Nous l’avons déjà dit, le livre de Robert Ménard ne développe pas une seule pensée originale mais aligne les classiques poncifs de l’extrême droite. Outre l’extrême droite, on retrouve une opposition à la décroissance, à la parité, à une Ligue des droits humains instrumentalisés, à un enseignement et au journalisme tout deux monopolisé par la gauche dès les écoles de formation. Sur les médias, il reconnait avoir fait du journal municipal Journal de Béziers un organe de combat notamment contre la presse locale. Et d’évoquer les réseaux sociaux sans, de manière significative, en questionner les propriétaires ce qui est toujours étonnant chez des gens se disant antimondialiste : « Il me semble que le principal intérêt des réseaux sociaux n’est pas l’information qui y circule, mais la parole qui libère »[12]. Cette parole libérée, c’est celle qui réhabilite la colonisation face à la repentance : « Derrière la vieille idéologie tiers-mondiste, anticolonialiste, ce sont les intérêts de la globalisation qui avancent. Dans le chaos mondial qui s’étend maintenant sur notre sol, l’instinct de conservation vaut plus que toute idéologie »[13]. C’est celle qui réaffirme l’intérêt de la peine de mort : « En refusant à l’Etat le droit de tuer un tueur, la gauche n’a pas mis fin à la loi du Talion, comme elle le prétend volontairs. Car la loi du talion était une vengeance privée. En supprimant la peine de mort, la gauche a ébranlé le sommet de la pyramide de la justice. Depuis, de Badinter à Taubira, tout le reste ne cesse d’y passer »[14]. Ce reste, c’est notamment les lois contre la famille « traditionnelle » : « En disant que je préférerais que ma fille soit hétérosexuelle, normale comme on disait il y a encore vingt ans, je pense être en accord avec le plus grand nombre de parents »[15] et pour l’avortement : « L’avortement est un sujet interdit. Les féministes militantes disent : mon ventre m’appartient. C’est sans doute pour cela que, généralement, elles ne font pas d’enfants ou presque pas. Il y aurait une réflexion à mener de ce côté (…) il y a une chose qui, de mon point de vue, est évident : Ce sont des vies que l’on tue dans le ventre de leurs mères. (…) Proclamer que l’embryon n’est pas une vie est une absurdité »[16].
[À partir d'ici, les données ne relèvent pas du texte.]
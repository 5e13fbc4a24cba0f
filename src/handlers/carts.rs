use crate::{
    auth::AuthUser,
    errors::ServiceError,
    handlers::common::success_response,
    services::carts::{AddToCartInput, UpdateCartItemInput},
    AppState,
};
use axum::{
    extract::{Json, Path, State},
    response::IntoResponse,
    routing::{delete, get, post, put},
    Router,
};
use uuid::Uuid;

/// Creates the router for the caller's cart
pub fn cart_routes() -> Router<AppState> {
    Router::new()
        .route("/", get(get_cart))
        .route("/", delete(clear_cart))
        .route("/items", post(add_to_cart))
        .route("/items/:id", put(update_cart_item))
        .route("/items/:id", delete(remove_cart_item))
}

async fn get_cart(
    State(state): State<AppState>,
    user: AuthUser,
) -> Result<impl IntoResponse, ServiceError> {
    let cart = state.services.carts.get_cart(&user.user_id).await?;
    Ok(success_response(cart))
}

async fn add_to_cart(
    State(state): State<AppState>,
    user: AuthUser,
    Json(payload): Json<AddToCartInput>,
) -> Result<impl IntoResponse, ServiceError> {
    let cart = state
        .services
        .carts
        .add_item(&user.user_id, payload)
        .await?;
    Ok(success_response(cart))
}

async fn update_cart_item(
    State(state): State<AppState>,
    user: AuthUser,
    Path(item_id): Path<Uuid>,
    Json(payload): Json<UpdateCartItemInput>,
) -> Result<impl IntoResponse, ServiceError> {
    let cart = state
        .services
        .carts
        .update_item(&user.user_id, item_id, payload)
        .await?;
    Ok(success_response(cart))
}

async fn remove_cart_item(
    State(state): State<AppState>,
    user: AuthUser,
    Path(item_id): Path<Uuid>,
) -> Result<impl IntoResponse, ServiceError> {
    let cart = state
        .services
        .carts
        .remove_item(&user.user_id, item_id)
        .await?;
    Ok(success_response(cart))
}

async fn clear_cart(
    State(state): State<AppState>,
    user: AuthUser,
) -> Result<impl IntoResponse, ServiceError> {
    let cart = state.services.carts.clear_cart(&user.user_id).await?;
    Ok(success_response(cart))
}
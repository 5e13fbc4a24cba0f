// Checkout pipeline services
pub mod carts;
pub mod coupons;
pub mod inventory;
pub mod orders;
pub mod payments;
pub mod shipping;

// Status helpers shared by cancellation, payment and admin fulfilment
pub mod order_status;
L’espoir d’une percée de l’extrême droite

Face à ce délitement Béziers est présentée comme un laboratoire devant montrer que le Rassemblement National et ses alliés de droites peuvent gérer correctement une ville et donc exercer le pouvoir. Avec des idées claires : « L’argument du social est un leurre. La population française n’a pas besoin de davantage de logements sociaux. Elle a juste besoin de pouvoir accéder à ceux qui existent déjà en y vivant paisiblement »[17]. Et d’évidemment ne pas oublier le passage obligé par la case anti-fiscalité de défenses des petits patrons indépendants : « Les petits patrons sont plus traqués par l’Etat que les dealers. (…) Ce que doivent subir les entrepreneurs de la part du RSI est au-delà du réel. C’est un racket d’état »[18]. Tout comme celui favorable à une société inégalitaire hiérarchisée : « C’est en faisant le choix de créer des élites, d’admettre des hiérarchies, que l’on élève les êtres et les sociétés. L’égalité est criminelle »[19]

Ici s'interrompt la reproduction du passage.